Après un premier album paru sur Lithium et intitulé L’Arrière monde, qui se révéla au fil des écoutes insidieusement toxique, pour ses mélodies et ses textes doucement abstraits (on gardera longtemps en tête le mini-hit La Machine), on attendait beaucoup des français de Holden. D’autant plus qu’était annoncé le divin Uwe Schmidt à la production. Et effectivement, l’inventeur de Senor Coconut, plus porté pourtant sur l’electronica décalée que sur la pop intimiste, a su insuffler une dynamique tubesque à cet album, par de petits détails de production qui font mouche (reverbs impromptues, mises en boucles, nappes soyeuses).
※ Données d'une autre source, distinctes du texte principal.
//! Page and lightbox navigation state.
//!
//! ## Page bar
//!
//! [`page_numbers`] renders a bounded set of page buttons. With window
//! `W = 5` and 20 pages:
//!
//! ```text
//! current  1:  1  2  3  4  5  …  20
//! current  9:  1  …  7  8  9  10 11  …  20
//! current 20:  1  …  16 17 18 19 20
//! ```
//!
//! Page 1 and the last page are always shown. When there are at most
//! `W + 2` pages every page is shown and no ellipsis appears. Near either
//! end the window hugs the boundary instead of shrinking.
//!
//! ## Lightbox
//!
//! [`Lightbox`] steps through a borrowed image list one index at a time.
//! Stepping never wraps: `next` on the last image and `previous` on the
//! first are no-ops.

use crate::types::PaginationMeta;

/// One slot in the page bar.
#[derive(Debug, Clone, Copy, PartialEq, Eq)]
pub enum PageItem {
    Page(u32),
    Ellipsis,
}

/// Page bar entries for `current` of `total` pages with a `window` of
/// centered pages.
///
/// `current` is clamped into `1..=total`; a zero `window` is treated as 1.
/// Zero pages yields an empty bar.
pub fn page_numbers(current: u32, total: u32, window: u32) -> Vec<PageItem> {
    if total == 0 {
        return Vec::new();
    }
    // Widened so `u32::MAX` page counts and windows cannot overflow.
    let total = u64::from(total);
    let window = u64::from(window.max(1));
    let current = u64::from(current).clamp(1, total);
    let page = |n: u64| PageItem::Page(n as u32);
    if total <= window + 2 {
        return (1..=total).map(page).collect();
    }

    let half = window / 2;
    let mut start = current.saturating_sub(half).max(2);
    let mut end = (current + half).min(total - 1);
    if current <= half + 1 {
        end = window.min(total - 1);
    }
    if current >= total - half {
        start = (total + 1).saturating_sub(window).max(2);
    }

    let mut items = Vec::with_capacity((end + 1).saturating_sub(start) as usize + 4);
    items.push(page(1));
    if current > half + 2 {
        items.push(PageItem::Ellipsis);
    }
    items.extend((start..=end).map(page));
    if current + half + 1 < total {
        items.push(PageItem::Ellipsis);
    }
    items.push(page(total));
    items
}

/// Current page of a paginated listing.
#[derive(Debug, Clone, Copy, PartialEq, Eq)]
pub struct Pager {
    current: u32,
    total: u32,
    window: u32,
}

impl Pager {
    /// Start on page 1 of `total`.
    pub fn new(total: u32, window: u32) -> Self {
        Self {
            current: 1,
            total,
            window: window.max(1),
        }
    }

    /// Position taken from a fetched page's metadata.
    pub fn from_meta(meta: &PaginationMeta, window: u32) -> Self {
        let mut pager = Self::new(meta.last_page, window);
        pager.select(meta.current_page);
        pager
    }

    pub fn current(&self) -> u32 {
        self.current
    }

    pub fn total(&self) -> u32 {
        self.total
    }

    /// Move to `page`. Pages outside `1..=total` are ignored.
    ///
    /// Returns `true` when the page changed, i.e. when a new fetch is due.
    pub fn select(&mut self, page: u32) -> bool {
        if page == 0 || page > self.total || page == self.current {
            return false;
        }
        self.current = page;
        true
    }

    pub fn next(&mut self) -> bool {
        self.select(self.current.saturating_add(1))
    }

    pub fn previous(&mut self) -> bool {
        self.select(self.current.saturating_sub(1))
    }

    pub fn has_next(&self) -> bool {
        self.current < self.total
    }

    pub fn has_previous(&self) -> bool {
        self.current > 1
    }

    /// Replace the page count after a refetch, keeping `current` in range.
    pub fn set_total(&mut self, total: u32) {
        self.total = total;
        self.current = self.current.clamp(1, total.max(1));
    }

    pub fn items(&self) -> Vec<PageItem> {
        page_numbers(self.current, self.total, self.window)
    }
}

/// Modal viewer over an ordered list, closed until [`Lightbox::open`].
#[derive(Debug, Clone, Copy)]
pub struct Lightbox<'a, T> {
    items: &'a [T],
    index: Option<usize>,
}

impl<'a, T> Lightbox<'a, T> {
    pub fn new(items: &'a [T]) -> Self {
        Self { items, index: None }
    }

    /// Show the item at `index`. Out-of-range indices leave the lightbox
    /// unchanged and return `None`.
    pub fn open(&mut self, index: usize) -> Option<&'a T> {
        let item = self.items.get(index)?;
        self.index = Some(index);
        Some(item)
    }

    pub fn close(&mut self) {
        self.index = None;
    }

    pub fn is_open(&self) -> bool {
        self.index.is_some()
    }

    pub fn index(&self) -> Option<usize> {
        self.index
    }

    pub fn current(&self) -> Option<&'a T> {
        self.items.get(self.index?)
    }

    pub fn has_next(&self) -> bool {
        self.index.is_some_and(|i| i + 1 < self.items.len())
    }

    pub fn has_previous(&self) -> bool {
        self.index.is_some_and(|i| i > 0)
    }

    /// Step forward; stays put on the last item.
    pub fn next(&mut self) -> Option<&'a T> {
        if self.has_next() {
            self.index = self.index.map(|i| i + 1);
        }
        self.current()
    }

    /// Step back; stays put on the first item.
    pub fn previous(&mut self) -> Option<&'a T> {
        if self.has_previous() {
            self.index = self.index.map(|i| i - 1);
        }
        self.current()
    }
}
Ceci, ajouté à une section rythmique sans faille, des arrangements variés, et surtout, la texture mémorable d’une vieille guitare électrique, égrenée en suspension par un Mocke adepte de Django Reinhardt, donne un disque foisonnant, naviguant entre jazz fifties, rock expérimental, calypso. Armelle sait aussi poser sa voix délicate, avec une précision légèrement raide, sur des textes énigmatiques. Le seul défaut tiendra peut-être à ces tournures parfois absconses, des associations de mots peu heureuses (« tranquille » ne rimera jamais avec « cafetière électrique »), même si les textes apprennent également à se laisser dévoiler. Peu à peu, leur caractère énigmatique implique l’imaginaire de l’auditeur, et se révèlent doucement poétiques. Un disque à découvrir, donc.

En français, bénéficiant d’une production soignée, Pedrolira devrait réconcilier les amateurs de délicatesse avec une certaine idée de la chanson française, trop cantonnée ces jours-ci aux tristes chansons réalistes ou aux saillies vocales fabiannesques. Avec ses hits C’est plus pareil et Une Fraction de seconde, on devrait avoir prochainement le plaisir d’entendre en radio un versant inexploré de la chanson en français. A suivre.